Only the lines from the top of the material through the line containing "an element carrying" should be restated, each one exactly.

[[ Entries supplied open ]]

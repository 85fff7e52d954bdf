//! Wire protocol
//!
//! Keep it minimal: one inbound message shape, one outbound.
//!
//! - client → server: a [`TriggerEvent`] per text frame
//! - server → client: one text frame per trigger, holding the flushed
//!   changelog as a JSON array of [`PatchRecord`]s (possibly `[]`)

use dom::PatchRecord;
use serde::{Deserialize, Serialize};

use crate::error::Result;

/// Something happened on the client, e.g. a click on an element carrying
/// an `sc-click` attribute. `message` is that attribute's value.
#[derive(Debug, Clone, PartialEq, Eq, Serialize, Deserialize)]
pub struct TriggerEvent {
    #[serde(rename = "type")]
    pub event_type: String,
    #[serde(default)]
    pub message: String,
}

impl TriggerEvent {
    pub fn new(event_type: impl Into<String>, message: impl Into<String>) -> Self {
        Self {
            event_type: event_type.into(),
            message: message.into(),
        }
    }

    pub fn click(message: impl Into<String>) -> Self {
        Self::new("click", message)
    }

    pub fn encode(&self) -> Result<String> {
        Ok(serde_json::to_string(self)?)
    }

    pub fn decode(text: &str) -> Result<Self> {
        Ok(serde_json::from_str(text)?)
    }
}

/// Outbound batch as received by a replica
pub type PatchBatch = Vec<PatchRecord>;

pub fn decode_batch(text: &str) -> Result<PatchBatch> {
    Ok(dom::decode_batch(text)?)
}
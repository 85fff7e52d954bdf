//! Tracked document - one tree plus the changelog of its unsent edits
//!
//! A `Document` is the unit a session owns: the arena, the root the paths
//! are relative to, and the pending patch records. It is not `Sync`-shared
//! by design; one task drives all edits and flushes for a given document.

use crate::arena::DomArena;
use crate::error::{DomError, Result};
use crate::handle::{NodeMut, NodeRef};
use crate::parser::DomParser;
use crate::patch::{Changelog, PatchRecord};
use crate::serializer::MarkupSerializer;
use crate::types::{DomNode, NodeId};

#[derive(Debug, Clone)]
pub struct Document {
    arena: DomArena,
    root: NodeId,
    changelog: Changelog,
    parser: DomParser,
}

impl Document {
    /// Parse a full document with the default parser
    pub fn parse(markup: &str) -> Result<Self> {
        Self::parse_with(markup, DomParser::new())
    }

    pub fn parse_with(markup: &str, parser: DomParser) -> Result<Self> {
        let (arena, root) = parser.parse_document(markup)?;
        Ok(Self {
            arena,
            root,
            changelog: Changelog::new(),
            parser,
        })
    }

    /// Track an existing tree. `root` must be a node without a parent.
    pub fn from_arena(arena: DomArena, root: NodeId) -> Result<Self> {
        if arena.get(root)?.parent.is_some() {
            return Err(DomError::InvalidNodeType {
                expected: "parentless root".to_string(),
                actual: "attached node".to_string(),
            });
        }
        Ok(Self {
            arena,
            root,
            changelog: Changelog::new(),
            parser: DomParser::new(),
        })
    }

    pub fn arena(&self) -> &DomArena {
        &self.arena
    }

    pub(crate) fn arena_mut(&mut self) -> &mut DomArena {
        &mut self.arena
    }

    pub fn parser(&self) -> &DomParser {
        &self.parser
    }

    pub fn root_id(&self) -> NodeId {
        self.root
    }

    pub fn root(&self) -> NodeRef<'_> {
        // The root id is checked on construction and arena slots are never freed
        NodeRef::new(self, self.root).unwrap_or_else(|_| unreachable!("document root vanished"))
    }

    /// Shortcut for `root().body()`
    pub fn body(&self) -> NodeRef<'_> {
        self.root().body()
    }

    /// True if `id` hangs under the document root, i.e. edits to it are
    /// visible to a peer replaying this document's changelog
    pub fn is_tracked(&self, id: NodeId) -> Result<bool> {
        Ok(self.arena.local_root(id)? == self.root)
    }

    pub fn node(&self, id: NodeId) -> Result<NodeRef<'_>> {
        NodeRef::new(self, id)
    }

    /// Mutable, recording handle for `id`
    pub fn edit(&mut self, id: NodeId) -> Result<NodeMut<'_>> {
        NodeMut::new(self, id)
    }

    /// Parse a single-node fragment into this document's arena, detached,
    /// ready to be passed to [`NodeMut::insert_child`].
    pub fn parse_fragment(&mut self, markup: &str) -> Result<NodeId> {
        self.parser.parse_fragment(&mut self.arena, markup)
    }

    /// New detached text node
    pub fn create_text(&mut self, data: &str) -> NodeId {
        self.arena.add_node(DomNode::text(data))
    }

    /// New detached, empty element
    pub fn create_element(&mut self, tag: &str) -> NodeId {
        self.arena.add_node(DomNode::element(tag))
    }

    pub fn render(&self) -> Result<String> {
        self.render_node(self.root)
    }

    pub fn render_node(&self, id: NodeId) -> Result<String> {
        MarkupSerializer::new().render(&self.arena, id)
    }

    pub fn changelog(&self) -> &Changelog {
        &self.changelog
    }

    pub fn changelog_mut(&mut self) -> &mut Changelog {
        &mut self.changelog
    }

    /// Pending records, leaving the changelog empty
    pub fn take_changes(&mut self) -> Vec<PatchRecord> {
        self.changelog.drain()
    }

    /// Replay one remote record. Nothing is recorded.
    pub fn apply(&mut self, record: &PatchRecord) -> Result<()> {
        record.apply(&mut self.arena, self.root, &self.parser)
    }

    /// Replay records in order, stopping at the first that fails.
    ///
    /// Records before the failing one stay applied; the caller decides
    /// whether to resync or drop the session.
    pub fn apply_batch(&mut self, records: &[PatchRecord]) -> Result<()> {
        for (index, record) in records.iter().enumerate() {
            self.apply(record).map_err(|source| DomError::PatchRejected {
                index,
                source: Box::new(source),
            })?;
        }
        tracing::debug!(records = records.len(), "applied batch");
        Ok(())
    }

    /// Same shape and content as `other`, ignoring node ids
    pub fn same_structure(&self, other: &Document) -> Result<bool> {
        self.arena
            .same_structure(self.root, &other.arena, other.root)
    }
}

[[ Entries supplied closed ]]

Exercise output:
repository 85fff7e52d954bdf
//! Wire protocol
//!
//! Keep it minimal: one inbound message shape, one outbound.
//!
//! - client → server: a [`TriggerEvent`] per text frame
//! - server → client: one text frame per trigger, holding the flushed
//!   changelog as a JSON array of [`PatchRecord`]s (possibly `[]`)

use dom::PatchRecord;
use serde::{Deserialize, Serialize};

use crate::error::Result;

/// Something happened on the client, e.g. a click on an element carrying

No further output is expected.